» **Source information**
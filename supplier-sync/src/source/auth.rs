//! Client-credentials token exchange for the source API.

use async_trait::async_trait;
use serde::Deserialize;
use tracing::{debug, instrument};

use crate::errors::PipelineError;

/// Credentials for the source authorization server.
#[derive(Debug, Clone)]
pub struct OAuthCredentials {
    pub client_id: String,
    pub client_secret: String,
    pub scope: String,
    pub token_url: String,
}

/// Produces the bearer token used for one run.
#[async_trait]
pub trait TokenProvider: Send + Sync {
    /// Exchange credentials for a bearer token.
    ///
    /// Any failure is an `AuthError`; callers treat it as fatal and do not retry.
    async fn access_token(&self) -> Result<String, PipelineError>;
}

#[derive(Debug, Deserialize)]
struct TokenResponse {
    #[serde(default)]
    access_token: Option<String>,
}

/// Token provider performing an OAuth2 client-credentials exchange.
///
/// Tokens are not cached; every call performs a new exchange.
pub struct OAuthTokenProvider {
    http_client: reqwest::Client,
    credentials: OAuthCredentials,
}

impl OAuthTokenProvider {
    pub fn new(http_client: reqwest::Client, credentials: OAuthCredentials) -> Self {
        Self {
            http_client,
            credentials,
        }
    }
}

#[async_trait]
impl TokenProvider for OAuthTokenProvider {
    #[instrument(skip(self), fields(token_url = %self.credentials.token_url))]
    async fn access_token(&self) -> Result<String, PipelineError> {
        let params = [
            ("client_id", self.credentials.client_id.as_str()),
            ("client_secret", self.credentials.client_secret.as_str()),
            ("grant_type", "client_credentials"),
            ("scope", self.credentials.scope.as_str()),
        ];

        let response = self
            .http_client
            .post(&self.credentials.token_url)
            .form(&params)
            .send()
            .await
            .map_err(|e| PipelineError::auth(format!("Token request failed: {}", e)))?;

        let status = response.status();
        if !status.is_success() {
            let body = response.text().await.unwrap_or_default();
            return Err(PipelineError::auth(format!(
                "Token request failed with status {}: {}",
                status, body
            )));
        }

        let token: TokenResponse = response
            .json()
            .await
            .map_err(|e| PipelineError::auth(format!("Failed to parse token response: {}", e)))?;

        match token.access_token {
            Some(token) if !token.is_empty() => {
                debug!("Acquired source access token");
                Ok(token)
            }
            _ => Err(PipelineError::auth("Token response carried no access_token")),
        }
    }
}
//! Interface definitions for the index provider.
//!
//! This module defines the abstract `IndexProvider` trait that allows
//! for dependency injection and swappable index backends.

mod index_provider;

pub use index_provider::IndexProvider;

» **Task details**
Write out the material above exactly, please, from its first line up to and including the line where "let response = self" appears, and stop there.

» **Response for this exercise**
filename supplier-sync/src/source/auth.rs
//! Client-credentials token exchange for the source API.

use async_trait::async_trait;
use serde::Deserialize;
use tracing::{debug, instrument};

use crate::errors::PipelineError;

/// Credentials for the source authorization server.
#[derive(Debug, Clone)]
pub struct OAuthCredentials {
    pub client_id: String,
    pub client_secret: String,
    pub scope: String,
    pub token_url: String,
}

/// Produces the bearer token used for one run.
#[async_trait]
pub trait TokenProvider: Send + Sync {
    /// Exchange credentials for a bearer token.
    ///
    /// Any failure is an `AuthError`; callers treat it as fatal and do not retry.
    async fn access_token(&self) -> Result<String, PipelineError>;
}

#[derive(Debug, Deserialize)]
struct TokenResponse {
    #[serde(default)]
    access_token: Option<String>,
}

/// Token provider performing an OAuth2 client-credentials exchange.
///
/// Tokens are not cached; every call performs a new exchange.
pub struct OAuthTokenProvider {
    http_client: reqwest::Client,
    credentials: OAuthCredentials,
}

impl OAuthTokenProvider {
    pub fn new(http_client: reqwest::Client, credentials: OAuthCredentials) -> Self {
        Self {
            http_client,
            credentials,
        }
    }
}

#[async_trait]
impl TokenProvider for OAuthTokenProvider {
    #[instrument(skip(self), fields(token_url = %self.credentials.token_url))]
    async fn access_token(&self) -> Result<String, PipelineError> {
        let params = [
            ("client_id", self.credentials.client_id.as_str()),
            ("client_secret", self.credentials.client_secret.as_str()),
            ("grant_type", "client_credentials"),
            ("scope", self.credentials.scope.as_str()),
        ];

        let response = self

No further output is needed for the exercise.